More than 100 years later,  and members of Earlston Curling Club play out of doors at Lauder,  December 1995.     

BOWLING CLUB - 20th December 1881.
"This club now numbers over 50 members and they have resolved to the formation of a bowling green on the site of the old curling pond. This work is to be done by Mr. Smith, Hawick whose estimate for the work we understand to be £150.  Some farmers interested in the formation of the bowling green will do the  necessary driving of materials gratuitously.  If this bowling club proves a success, Earlston will be amply provided with means of recreation.

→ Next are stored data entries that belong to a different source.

//! Catch entity - One recorded fish within a session.
//!
//! The session link cascades. Every other link (species, avatar, pose,
//! background, outfit) uses NO ACTION, so the referenced row cannot be deleted
//! while a catch still points at it.

use sea_orm::entity::prelude::*;
use serde::{Deserialize, Serialize};

/// Catch database model
#[derive(Clone, Debug, PartialEq, DeriveEntityModel, Serialize, Deserialize)]
#[sea_orm(table_name = "catches")]
pub struct Model {
    /// Unique identifier for the catch
    #[sea_orm(primary_key)]
    pub id: i32,
    /// Session the fish was caught in
    pub session_id: i32,
    /// Species caught
    pub species_id: i32,
    /// Length in inches, decimal(5,2)
    #[sea_orm(column_type = "Decimal(Some((5, 2)))", nullable)]
    pub length: Option<f64>,
    /// Weight in pounds, decimal(5,2)
    #[sea_orm(column_type = "Decimal(Some((5, 2)))", nullable)]
    pub weight: Option<f64>,
    /// Original photo
    pub photo_url: Option<String>,
    /// Photo composed with avatar, pose, background and outfit
    pub composed_photo_url: Option<String>,
    /// When the fish was caught
    pub caught_at: DateTimeUtc,
    /// Air temperature at catch time
    pub temperature: Option<f64>,
    /// Barometric pressure at catch time, decimal(7,2)
    #[sea_orm(column_type = "Decimal(Some((7, 2)))", nullable)]
    pub barometric_pressure: Option<f64>,
    /// Free-form weather description
    pub weather_conditions: Option<String>,
    /// Avatar used in the composed photo
    pub avatar_id: Option<i32>,
    /// Catalog pose used in the composed photo
    pub pose_id: Option<i32>,
    /// Catalog background used in the composed photo
    pub background_id: Option<i32>,
    /// Catalog outfit used in the composed photo
    pub outfit_id: Option<i32>,
    /// Catch and release
    pub is_released: bool,
    /// Free-form notes
    pub notes: Option<String>,
}

/// Defines relationships between Catch and other entities
#[derive(Copy, Clone, Debug, EnumIter, DeriveRelation)]
pub enum Relation {
    /// Each catch belongs to one session
    #[sea_orm(
        belongs_to = "super::fishing_session::Entity",
        from = "Column::SessionId",
        to = "super::fishing_session::Column::Id",
        on_update = "NoAction",
        on_delete = "Cascade"
    )]
    FishingSession,
    #[sea_orm(
        belongs_to = "super::fish_species::Entity",
        from = "Column::SpeciesId",
        to = "super::fish_species::Column::Id",
        on_update = "NoAction",
        on_delete = "NoAction"
    )]
    FishSpecies,
    #[sea_orm(
        belongs_to = "super::user_avatar::Entity",
        from = "Column::AvatarId",
        to = "super::user_avatar::Column::Id",
        on_update = "NoAction",
        on_delete = "NoAction"
    )]
    UserAvatar,
    #[sea_orm(
        belongs_to = "super::avatar_pose::Entity",
        from = "Column::PoseId",
        to = "super::avatar_pose::Column::Id",
        on_update = "NoAction",
        on_delete = "NoAction"
    )]
    AvatarPose,
    #[sea_orm(
        belongs_to = "super::background::Entity",
        from = "Column::BackgroundId",
        to = "super::background::Column::Id",
        on_update = "NoAction",
        on_delete = "NoAction"
    )]
    Background,
    #[sea_orm(
        belongs_to = "super::outfit::Entity",
        from = "Column::OutfitId",
        to = "super::outfit::Column::Id",
        on_update = "NoAction",
        on_delete = "NoAction"
    )]
    Outfit,
    /// Album memberships of this catch
    #[sea_orm(has_many = "super::album_catch::Entity")]
    AlbumCatches,
}

impl Related<super::fishing_session::Entity> for Entity {
    fn to() -> RelationDef {
        Relation::FishingSession.def()
    }
}

impl Related<super::fish_species::Entity> for Entity {
    fn to() -> RelationDef {
        Relation::FishSpecies.def()
    }
}

impl Related<super::album_catch::Entity> for Entity {
    fn to() -> RelationDef {
        Relation::AlbumCatches.def()
    }
}

impl ActiveModelBehavior for ActiveModel {}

An early photograph of Earlston Bowling Club members
 BOWLING CLUB BAZAAR - 16th July 1889
A lengthy article reported  on a Bazaar in the Corn Exchange, held:
"To liquidate a debt.....The club was formed in 1882 and the formation of the Green, together with a recent enlargement,  cost between £300 and £400  of which £80 remained to be paid....An energetic committee, consisting of Mr Dunn, Mr Murdison, Mr. Steedman, Mr Tait, Mr Aitkenhead,  and Mr Wallace (secretary) was formed  to carry out the arrangements;  the ladies of the town and neighbourhood  readily gave their cooperation and the result of their united exertions was the Fancy Fair opened on Wednesday.

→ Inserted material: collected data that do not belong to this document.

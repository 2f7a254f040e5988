//! Admin task entity - A recurring monthly chore.
//!
//! Each month gets its own [`super::admin_task_instance`] row; deleting the
//! task deletes all of its instances.

use sea_orm::entity::prelude::*;
use serde::{Deserialize, Serialize};

/// Admin task database model
#[derive(Clone, Debug, PartialEq, Eq, DeriveEntityModel, Serialize, Deserialize)]
#[sea_orm(table_name = "admin_tasks")]
pub struct Model {
    /// Unique identifier
    #[sea_orm(primary_key)]
    pub id: i32,
    /// Short task title
    pub title: String,
    /// Optional longer description
    pub description: Option<String>,
    /// Inactive tasks get no new instances
    pub is_active: bool,
}

#[derive(Copy, Clone, Debug, EnumIter, DeriveRelation)]
pub enum Relation {
    #[sea_orm(has_many = "super::admin_task_instance::Entity")]
    Instances,
}

impl Related<super::admin_task_instance::Entity> for Entity {
    fn to() -> RelationDef {
        Relation::Instances.def()
    }
}

impl ActiveModelBehavior for ActiveModel {}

There were six stalls  furnished abundantly with the usual cushions, scrapbooks, dolls, paintings,  clerical photographs,  live poultry,  firescreens,  shawls,macrame work etc. etc...... The paintings were a particularly excellent collection and included work by Tom Scott A.R.S.A. There were also some fine etchings.  The drawings over the two days  rather amounted to over £260.  The stalls were distinguished by the names of flowers....... There was also a refreshment stall and a flower stall  attended to by Mr. Gray,   gardener, Gladswood and Mr. Robertson,gardener, Cowdenknowes."